Action item: Nothing but the lines below between the line holding "if std::mem::replace(&mut owned[position], true)" and the line holding "if let Some(orphan)", inclusive, should appear in the answer, each set down exactly.
=======
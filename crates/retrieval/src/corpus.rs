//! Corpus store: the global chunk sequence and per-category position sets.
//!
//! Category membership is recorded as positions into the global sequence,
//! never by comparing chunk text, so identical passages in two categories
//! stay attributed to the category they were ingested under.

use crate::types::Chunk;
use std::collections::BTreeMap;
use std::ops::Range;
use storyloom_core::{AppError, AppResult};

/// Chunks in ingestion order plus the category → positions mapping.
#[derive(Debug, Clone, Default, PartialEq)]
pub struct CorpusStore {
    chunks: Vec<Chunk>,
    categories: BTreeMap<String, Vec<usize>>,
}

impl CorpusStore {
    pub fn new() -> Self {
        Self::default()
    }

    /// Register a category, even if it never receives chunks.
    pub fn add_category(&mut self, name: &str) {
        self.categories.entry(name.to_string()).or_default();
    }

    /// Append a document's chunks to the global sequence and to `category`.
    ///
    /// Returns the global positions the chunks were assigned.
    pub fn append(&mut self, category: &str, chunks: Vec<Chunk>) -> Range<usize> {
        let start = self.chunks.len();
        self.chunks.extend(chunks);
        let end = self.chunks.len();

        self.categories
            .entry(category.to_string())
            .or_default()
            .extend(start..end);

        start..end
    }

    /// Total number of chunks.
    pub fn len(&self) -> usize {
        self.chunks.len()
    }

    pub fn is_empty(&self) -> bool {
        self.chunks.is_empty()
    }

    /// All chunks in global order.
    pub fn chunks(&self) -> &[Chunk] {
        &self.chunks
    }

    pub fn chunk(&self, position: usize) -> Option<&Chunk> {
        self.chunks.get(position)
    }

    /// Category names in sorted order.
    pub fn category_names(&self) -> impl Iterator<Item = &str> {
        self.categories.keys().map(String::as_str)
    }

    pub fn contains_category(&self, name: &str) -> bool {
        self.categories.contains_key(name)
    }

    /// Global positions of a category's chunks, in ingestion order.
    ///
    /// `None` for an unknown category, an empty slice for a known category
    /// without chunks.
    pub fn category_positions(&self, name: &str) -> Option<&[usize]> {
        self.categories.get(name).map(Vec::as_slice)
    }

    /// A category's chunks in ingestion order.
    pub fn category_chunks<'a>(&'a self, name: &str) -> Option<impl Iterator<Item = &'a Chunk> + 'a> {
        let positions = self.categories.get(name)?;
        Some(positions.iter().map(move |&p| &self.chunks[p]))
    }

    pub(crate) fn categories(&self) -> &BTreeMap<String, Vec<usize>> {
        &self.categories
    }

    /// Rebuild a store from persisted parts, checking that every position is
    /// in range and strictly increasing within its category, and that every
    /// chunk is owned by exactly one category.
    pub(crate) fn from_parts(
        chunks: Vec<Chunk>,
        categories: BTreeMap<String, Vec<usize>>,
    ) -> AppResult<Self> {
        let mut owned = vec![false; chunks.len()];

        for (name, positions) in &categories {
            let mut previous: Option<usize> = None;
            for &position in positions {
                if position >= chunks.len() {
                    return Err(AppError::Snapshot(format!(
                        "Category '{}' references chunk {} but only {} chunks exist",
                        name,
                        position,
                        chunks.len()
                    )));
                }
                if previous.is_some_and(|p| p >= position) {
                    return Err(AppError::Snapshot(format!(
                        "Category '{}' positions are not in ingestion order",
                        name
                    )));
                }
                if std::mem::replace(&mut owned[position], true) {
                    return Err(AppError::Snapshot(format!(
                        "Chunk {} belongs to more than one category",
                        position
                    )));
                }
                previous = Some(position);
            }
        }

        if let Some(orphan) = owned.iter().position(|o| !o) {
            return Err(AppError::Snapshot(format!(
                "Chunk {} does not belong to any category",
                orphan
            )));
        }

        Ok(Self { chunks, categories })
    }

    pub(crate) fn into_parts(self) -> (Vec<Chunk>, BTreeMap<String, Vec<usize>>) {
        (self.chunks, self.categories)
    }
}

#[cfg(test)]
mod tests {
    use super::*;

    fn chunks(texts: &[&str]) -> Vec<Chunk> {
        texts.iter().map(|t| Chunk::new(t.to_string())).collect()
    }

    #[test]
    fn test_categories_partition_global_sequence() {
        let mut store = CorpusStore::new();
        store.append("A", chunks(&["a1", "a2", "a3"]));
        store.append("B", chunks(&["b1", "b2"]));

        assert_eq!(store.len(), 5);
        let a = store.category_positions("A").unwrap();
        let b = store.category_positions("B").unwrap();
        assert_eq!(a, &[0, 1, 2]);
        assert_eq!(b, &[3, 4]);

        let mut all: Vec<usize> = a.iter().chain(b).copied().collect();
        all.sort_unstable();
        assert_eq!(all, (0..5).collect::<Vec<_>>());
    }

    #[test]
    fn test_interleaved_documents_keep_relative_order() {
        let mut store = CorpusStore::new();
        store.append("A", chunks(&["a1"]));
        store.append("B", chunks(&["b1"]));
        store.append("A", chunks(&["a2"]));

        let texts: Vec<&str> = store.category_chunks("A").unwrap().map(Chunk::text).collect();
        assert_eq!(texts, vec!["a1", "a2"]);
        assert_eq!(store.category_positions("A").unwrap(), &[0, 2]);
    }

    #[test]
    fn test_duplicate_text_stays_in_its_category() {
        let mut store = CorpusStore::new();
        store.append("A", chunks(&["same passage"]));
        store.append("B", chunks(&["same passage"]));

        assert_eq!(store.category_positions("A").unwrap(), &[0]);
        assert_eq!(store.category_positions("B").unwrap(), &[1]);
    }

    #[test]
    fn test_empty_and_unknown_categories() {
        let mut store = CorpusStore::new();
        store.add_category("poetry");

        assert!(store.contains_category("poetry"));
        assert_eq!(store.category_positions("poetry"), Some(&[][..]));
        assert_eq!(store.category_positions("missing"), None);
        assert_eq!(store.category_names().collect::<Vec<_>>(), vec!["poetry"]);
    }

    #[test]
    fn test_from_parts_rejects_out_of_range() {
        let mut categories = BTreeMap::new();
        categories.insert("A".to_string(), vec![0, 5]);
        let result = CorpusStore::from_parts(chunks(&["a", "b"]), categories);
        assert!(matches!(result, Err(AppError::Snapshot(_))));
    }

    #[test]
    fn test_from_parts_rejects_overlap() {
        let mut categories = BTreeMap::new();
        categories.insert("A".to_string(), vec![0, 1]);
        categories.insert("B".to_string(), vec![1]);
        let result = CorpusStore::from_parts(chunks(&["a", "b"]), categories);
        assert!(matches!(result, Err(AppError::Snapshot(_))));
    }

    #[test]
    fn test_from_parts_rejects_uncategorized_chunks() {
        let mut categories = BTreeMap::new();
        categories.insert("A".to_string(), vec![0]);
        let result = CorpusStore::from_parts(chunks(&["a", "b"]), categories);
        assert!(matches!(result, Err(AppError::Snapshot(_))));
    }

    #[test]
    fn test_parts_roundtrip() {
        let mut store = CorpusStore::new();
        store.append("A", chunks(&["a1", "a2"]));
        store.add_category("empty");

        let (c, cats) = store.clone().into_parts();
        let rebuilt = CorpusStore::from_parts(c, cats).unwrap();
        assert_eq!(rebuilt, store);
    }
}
=======
Your solution:
                if std::mem::replace(&mut owned[position], true) {
                    return Err(AppError::Snapshot(format!(
                        "Chunk {} belongs to more than one category",
                        position
                    )));
                }
                previous = Some(position);
            }
        }

        if let Some(orphan) = owned.iter().position(|o| !o) {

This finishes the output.